Par Jose 650 Mbulayi.
La question mérite d’être posée : sommes-nous réellement cohérents et sérieux dans nos choix politiques ?
Il est difficile de comprendre pourquoi le président de la République envisagerait, une fois de plus, d’ouvrir un dialogue avec ceux qui ont choisi la voie des armes, au prix du sang du peuple congolais innocent. Si, aujourd’hui, la conquête d’une portion de pouvoir passe par la rébellion, alors quel message envoie-t-on à la classe politique ? Que tout leader ambitieux peut lever une milice, semer la violence, puis s’asseoir à la table des négociations pour être récompensé ?
Dialoguer avec des figures telles que Joseph Kabila ou Corneille Nangaa soulève une question fondamentale : celle de la responsabilité. Pour certains observateurs, une telle démarche pourrait être perçue comme une tentative de réhabilitation politique, voire un blanchiment d’image. Dans un pays où la mémoire collective est souvent fragilisée par l’urgence du quotidien, le risque est grand de voir s’estomper les souffrances endurées par les populations de l’Est, et plus largement par l’ensemble des Congolais.
Avant tout dialogue, la priorité devrait-elle être ailleurs ? Beaucoup estiment qu’un processus de reddition des comptes s’impose.
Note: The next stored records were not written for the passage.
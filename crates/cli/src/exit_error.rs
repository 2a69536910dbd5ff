// SPDX-License-Identifier: BUSL-1.1
// Copyright (c) 2026 Alfred Jean LLC

//! Error type carrying a process exit code.
//!
//! Command code returns `ExitError` instead of calling
//! `std::process::exit()` directly, so `main()` owns process termination
//! and the distinct fatal categories keep their codes.

use std::fmt;

use comexe_core::{Fatal, FatalKind};

#[derive(Debug)]
pub struct ExitError {
    pub code: i32,
    pub message: String,
}

impl ExitError {
    pub fn new(code: i32, message: impl Into<String>) -> Self {
        Self { code, message: message.into() }
    }

    /// Usage or fatal host error (exit 1).
    pub fn usage(message: impl Into<String>) -> Self {
        Self::new(FatalKind::Usage.exit_code(), message)
    }
}

impl From<Fatal> for ExitError {
    fn from(fatal: Fatal) -> Self {
        Self::new(fatal.kind.exit_code(), fatal.message)
    }
}

impl fmt::Display for ExitError {
    fn fmt(&self, f: &mut fmt::Formatter<'_>) -> fmt::Result {
        write!(f, "{}", self.message)
    }
}

impl std::error::Error for ExitError {}
// SPDX-License-Identifier: BUSL-1.1
// Copyright (c) 2026 Alfred Jean LLC

//! Socket-shaped transports the connection loop reads requests from.
//!
//! Both the plain TCP transport and the TLS adapter expose the same
//! receive patterns: one line (terminator stripped), an exact byte count,
//! or everything until the peer closes. Long-running receive loops observe
//! the server stop token and abort with "closed"; two caps protect the
//! line scan from misbehaving peers.

use std::net::SocketAddr;
use std::time::Duration;

use bytes::Bytes;
use thiserror::Error;
use tokio::io::{AsyncReadExt, AsyncWriteExt};
use tokio::net::TcpStream;
use tokio_util::sync::CancellationToken;

use crate::chunk::ChunkBuffer;

/// Most buffered chunks one line read will accumulate.
pub const MAX_LINE_CHUNKS: usize = 4096;
/// Most fill iterations one receive call will attempt.
pub const MAX_ATTEMPTS: usize = 1_000_000;

pub(crate) const READ_CHUNK: usize = 16 * 1024;

#[derive(Debug, Error)]
pub enum TransportError {
    /// Peer closed, or the server asked this connection to stop.
    #[error("closed")]
    Closed,

    /// A receive cap tripped on a misbehaving peer.
    #[error("max iterations")]
    MaxIterations,

    /// The keep-alive or per-call timer fired first.
    #[error("timeout")]
    Timeout,

    #[error("handshake timeout ({attempts}/{cap})")]
    HandshakeTimeout { attempts: u32, cap: u32 },

    #[error("tls: {0}")]
    Tls(String),

    #[error(transparent)]
    Io(#[from] std::io::Error),
}

/// Cooperative byte transport under one connection.
pub trait Transport {
    /// Wait until at least one byte is buffered.
    async fn poke(&mut self) -> Result<(), TransportError>;

    /// One line, CRLF or LF terminated, terminator stripped.
    async fn recv_line(&mut self) -> Result<Bytes, TransportError>;

    /// A complete line if one is already buffered; never waits.
    fn try_line(&mut self) -> Option<Bytes>;

    /// Exactly `n` bytes.
    async fn recv_exact(&mut self, n: usize) -> Result<Bytes, TransportError>;

    /// All bytes until the peer closes.
    async fn recv_all(&mut self) -> Result<Bytes, TransportError>;

    async fn send(&mut self, data: &[u8]) -> Result<(), TransportError>;

    async fn close(&mut self);

    /// Timeout applied to subsequent receive waits; `None` waits forever.
    fn set_timeout(&mut self, timeout: Option<Duration>);

    fn peer_addr(&self) -> Option<SocketAddr>;
}

/// Plain (non-TLS) transport over an accepted socket.
pub struct TcpTransport {
    sock: TcpStream,
    buf: ChunkBuffer,
    stop: CancellationToken,
    timeout: Option<Duration>,
    peer: Option<SocketAddr>,
    eof: bool,
}

impl TcpTransport {
    pub fn new(sock: TcpStream, stop: CancellationToken) -> Self {
        let peer = sock.peer_addr().ok();
        Self { sock, buf: ChunkBuffer::new(), stop, timeout: None, peer, eof: false }
    }

    /// One socket read appended to the buffer; `Ok(0)` is EOF.
    async fn fill(&mut self) -> Result<usize, TransportError> {
        if self.stop.is_cancelled() {
            return Err(TransportError::Closed);
        }
        if self.eof {
            return Ok(0);
        }
        let timeout = self.timeout;
        let mut chunk = vec![0u8; READ_CHUNK];
        let n = match timeout {
            Some(t) => tokio::time::timeout(t, self.sock.read(&mut chunk))
                .await
                .map_err(|_| TransportError::Timeout)??,
            None => self.sock.read(&mut chunk).await?,
        };
        if n == 0 {
            self.eof = true;
            return Ok(0);
        }
        chunk.truncate(n);
        self.buf.append(Bytes::from(chunk));
        Ok(n)
    }
}

impl Transport for TcpTransport {
    async fn poke(&mut self) -> Result<(), TransportError> {
        while self.buf.is_empty() {
            if self.fill().await? == 0 {
                return Err(TransportError::Closed);
            }
        }
        Ok(())
    }

    async fn recv_line(&mut self) -> Result<Bytes, TransportError> {
        let mut chunks = 0usize;
        for _ in 0..MAX_ATTEMPTS {
            if let Some(line) = self.buf.take_line() {
                return Ok(line);
            }
            chunks += 1;
            if chunks > MAX_LINE_CHUNKS {
                return Err(TransportError::MaxIterations);
            }
            if self.fill().await? == 0 {
                return Err(TransportError::Closed);
            }
        }
        Err(TransportError::MaxIterations)
    }

    fn try_line(&mut self) -> Option<Bytes> {
        self.buf.take_line()
    }

    async fn recv_exact(&mut self, n: usize) -> Result<Bytes, TransportError> {
        for _ in 0..MAX_ATTEMPTS {
            if self.buf.len() >= n {
                return Ok(self.buf.consume(n));
            }
            if self.fill().await? == 0 {
                return Err(TransportError::Closed);
            }
        }
        Err(TransportError::MaxIterations)
    }

    async fn recv_all(&mut self) -> Result<Bytes, TransportError> {
        while self.fill().await? > 0 {}
        Ok(self.buf.consume_all())
    }

    async fn send(&mut self, data: &[u8]) -> Result<(), TransportError> {
        if self.stop.is_cancelled() {
            return Err(TransportError::Closed);
        }
        self.sock.write_all(data).await?;
        Ok(())
    }

    async fn close(&mut self) {
        let _ = self.sock.shutdown().await;
    }

    fn set_timeout(&mut self, timeout: Option<Duration>) {
        self.timeout = timeout;
    }

    fn peer_addr(&self) -> Option<SocketAddr> {
        self.peer
    }
}
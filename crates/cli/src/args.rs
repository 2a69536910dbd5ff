// SPDX-License-Identifier: BUSL-1.1
// Copyright (c) 2026 Alfred Jean LLC

//! Host option scanning.
//!
//! Host options come before the script name; everything after the script
//! (or after `--`) is forwarded untouched as the script's `arg` table.
//! `-x` abandons host parsing entirely and hands the remaining tokens to
//! the extended packaging CLI.

use crate::exit_error::ExitError;

/// A `-l [name=]mod` preload request.
#[derive(Debug, Clone, PartialEq, Eq)]
pub struct Preload {
    /// Global name to bind the module under; defaults to the module name.
    pub global: Option<String>,
    pub module: String,
}

#[derive(Debug, Default, PartialEq, Eq)]
pub struct HostOptions {
    /// `-e stat` statements, executed in order before the script.
    pub execute: Vec<String>,
    /// `-i`: force the REPL after the script finishes.
    pub interactive: bool,
    /// `-l` preloads.
    pub preloads: Vec<Preload>,
    /// `-v`: print the banner.
    pub banner: bool,
    /// `-E`: ignore environment configuration.
    pub ignore_env: bool,
    /// `-W`: enable warnings from the start.
    pub warnings: bool,
    /// `-`: read the program from stdin.
    pub read_stdin: bool,
    /// Script path, when one was given.
    pub script: Option<String>,
    /// Arguments forwarded to script.
    pub script_args: Vec<String>,
    /// `-x`: remaining tokens for the extended packaging CLI.
    pub extended: Option<Vec<String>>,
}

impl HostOptions {
    pub fn parse(args: &[String]) -> Result<Self, ExitError> {
        let mut opts = HostOptions::default();
        let mut iter = args.iter().enumerate();

        while let Some((index, arg)) = iter.next() {
            match arg.as_str() {
                "-e" => {
                    let (_, stat) = iter
                        .next()
                        .ok_or_else(|| ExitError::usage("-e needs a statement"))?;
                    opts.execute.push(stat.clone());
                }
                "-l" => {
                    let (_, spec) =
                        iter.next().ok_or_else(|| ExitError::usage("-l needs a module"))?;
                    opts.preloads.push(parse_preload(spec));
                }
                "-i" => opts.interactive = true,
                "-v" => opts.banner = true,
                "-E" => opts.ignore_env = true,
                "-W" => opts.warnings = true,
                "-x" => {
                    opts.extended = Some(args[index + 1..].to_vec());
                    return Ok(opts);
                }
                "--" => {
                    opts.script_args = args[index + 1..].to_vec();
                    return Ok(opts);
                }
                "-" => {
                    opts.read_stdin = true;
                    opts.script_args = args[index + 1..].to_vec();
                    return Ok(opts);
                }
                other if other.starts_with('-') => {
                    return Err(ExitError::usage(format!("unrecognized option {other:?}")));
                }
                script => {
                    opts.script = Some(script.to_string());
                    opts.script_args = args[index + 1..].to_vec();
                    return Ok(opts);
                }
            }
        }
        Ok(opts)
    }
}

fn parse_preload(spec: &str) -> Preload {
    match spec.split_once('=') {
        Some((global, module)) => {
            Preload { global: Some(global.to_string()), module: module.to_string() }
        }
        None => Preload { global: None, module: spec.to_string() },
    }
}

#[cfg(test)]
#[path = "args_tests.rs"]
mod tests;
// SPDX-License-Identifier: BUSL-1.1
// Copyright (c) 2026 Alfred Jean LLC

//! `application/x-www-form-urlencoded` and query-string parsing.

use std::collections::HashMap;

use percent_encoding::{percent_decode_str, utf8_percent_encode, AsciiSet, NON_ALPHANUMERIC};

/// Everything except unreserved characters is escaped on encode; `+` never
/// appears raw so decode stays unambiguous.
const FORM: &AsciiSet = &NON_ALPHANUMERIC.remove(b'-').remove(b'_').remove(b'.').remove(b'~');

/// Decode one form component: `+` means space, then percent-decode.
fn decode_component(s: &str) -> String {
    let plus_decoded = s.replace('+', " ");
    percent_decode_str(&plus_decoded).decode_utf8_lossy().into_owned()
}

/// Iterate `key=value` pairs separated by `&`, in order. Pairs with an
/// empty key are skipped; a pair without `=` yields an empty value.
pub fn parse_pairs(s: &str) -> Vec<(String, String)> {
    let mut pairs = Vec::new();
    for piece in s.split('&') {
        if piece.is_empty() {
            continue;
        }
        let (key, value) = match piece.split_once('=') {
            Some((k, v)) => (k, v),
            None => (piece, ""),
        };
        let key = decode_component(key);
        if key.is_empty() {
            continue;
        }
        pairs.push((key, decode_component(value)));
    }
    pairs
}

/// Decoded key→value map; a later duplicate key overwrites an earlier one.
pub fn parse_map(s: &str) -> HashMap<String, String> {
    parse_pairs(s).into_iter().collect()
}

/// Encode pairs back into a form string.
pub fn encode_pairs<'a>(pairs: impl IntoIterator<Item = (&'a str, &'a str)>) -> String {
    let mut out = String::new();
    for (key, value) in pairs {
        if key.is_empty() {
            continue;
        }
        if !out.is_empty() {
            out.push('&');
        }
        out.push_str(&utf8_percent_encode(key, FORM).to_string());
        out.push('=');
        out.push_str(&utf8_percent_encode(value, FORM).to_string());
    }
    out
}

#[cfg(test)]
#[path = "form_tests.rs"]
mod tests;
Toute négociation durable devrait s’accompagner d’exigences claires : restitution des biens pillés, reconnaissance des torts causés et engagement ferme en faveur de la paix.
La recherche de la stabilité ne peut se faire au détriment de la justice. Car une paix construite sans responsabilité pourrait n’être qu’une trêve fragile, porteuse des conflits de demain.